→ **Task to complete**
Please print the full listing exactly.

→ **Material shown**
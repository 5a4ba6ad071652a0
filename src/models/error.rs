use core::fmt;

#[derive(Debug)]
pub enum PlnError {
    ReqwestError(reqwest::Error),
    JsonError(serde_json::Error),
    MalformedInput(String),
    Overflow(&'static str),
}

impl PlnError {
    /// Timeouts, connection failures and 5xx/429 responses are worth another attempt.
    /// A request that could not be built, such as one with a bad base URL, is not.
    pub fn is_retryable(&self) -> bool {
        match self {
            PlnError::ReqwestError(e) => match e.status() {
                Some(status) => status.is_server_error() || status.as_u16() == 429,
                None => !e.is_decode() && !e.is_builder(),
            },
            _ => false,
        }
    }
}

impl fmt::Display for PlnError {
    fn fmt(&self, f: &mut fmt::Formatter<'_>) -> fmt::Result {
        match self {
            PlnError::ReqwestError(e) => write!(f, "Reqwest error: {}", e),
            PlnError::JsonError(e) => write!(f, "JSON error: {}", e),
            PlnError::MalformedInput(e) => write!(f, "Malformed input: {}", e),
            PlnError::Overflow(what) => write!(f, "Arithmetic overflow in {}", what),
        }
    }
}

impl std::error::Error for PlnError {
    fn source(&self) -> Option<&(dyn std::error::Error + 'static)> {
        match self {
            PlnError::ReqwestError(e) => Some(e),
            PlnError::JsonError(e) => Some(e),
            _ => None,
        }
    }
}

impl From<reqwest::Error> for PlnError {
    fn from(error: reqwest::Error) -> Self {
        PlnError::ReqwestError(error)
    }
}

impl From<serde_json::Error> for PlnError {
    fn from(error: serde_json::Error) -> Self {
        PlnError::JsonError(error)
    }
}
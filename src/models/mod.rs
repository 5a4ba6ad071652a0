pub mod error;
pub mod pln;
pub mod trade;
pub use error::PlnError;
pub use pln::{FormattedFigures, FormattedPln, PlnResult, TotalPln};
pub use trade::{Action, ActivityPage, Trade, TradeTime};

→ **Answer area**
repository 5a4ba6ad071652a0
filename src/models/error.rs
use core::fmt;

#[derive(Debug)]
pub enum PlnError {
    ReqwestError(reqwest::Error),
    JsonError(serde_json::Error),
    MalformedInput(String),
    Overflow(&'static str),
}

impl PlnError {
    /// Timeouts, connection failures and 5xx/429 responses are worth another attempt.
    /// A request that could not be built, such as one with a bad base URL, is not.
    pub fn is_retryable(&self) -> bool {
        match self {
            PlnError::ReqwestError(e) => match e.status() {
                Some(status) => status.is_server_error() || status.as_u16() == 429,
                None => !e.is_decode() && !e.is_builder(),
            },
            _ => false,
        }
    }
}

impl fmt::Display for PlnError {
    fn fmt(&self, f: &mut fmt::Formatter<'_>) -> fmt::Result {
        match self {
            PlnError::ReqwestError(e) => write!(f, "Reqwest error: {}", e),
            PlnError::JsonError(e) => write!(f, "JSON error: {}", e),
            PlnError::MalformedInput(e) => write!(f, "Malformed input: {}", e),
            PlnError::Overflow(what) => write!(f, "Arithmetic overflow in {}", what),
        }
    }
}

impl std::error::Error for PlnError {
    fn source(&self) -> Option<&(dyn std::error::Error + 'static)> {
        match self {
            PlnError::ReqwestError(e) => Some(e),
            PlnError::JsonError(e) => Some(e),
            _ => None,
        }
    }
}

impl From<reqwest::Error> for PlnError {
    fn from(error: reqwest::Error) -> Self {
        PlnError::ReqwestError(error)
    }
}

impl From<serde_json::Error> for PlnError {
    fn from(error: serde_json::Error) -> Self {
        PlnError::JsonError(error)
    }
}
filename src/models/mod.rs
repository 5a4ba6ad071652a0
pub mod error;
pub mod pln;
pub mod trade;
pub use error::PlnError;
pub use pln::{FormattedFigures, FormattedPln, PlnResult, TotalPln};
pub use trade::{Action, ActivityPage, Trade, TradeTime};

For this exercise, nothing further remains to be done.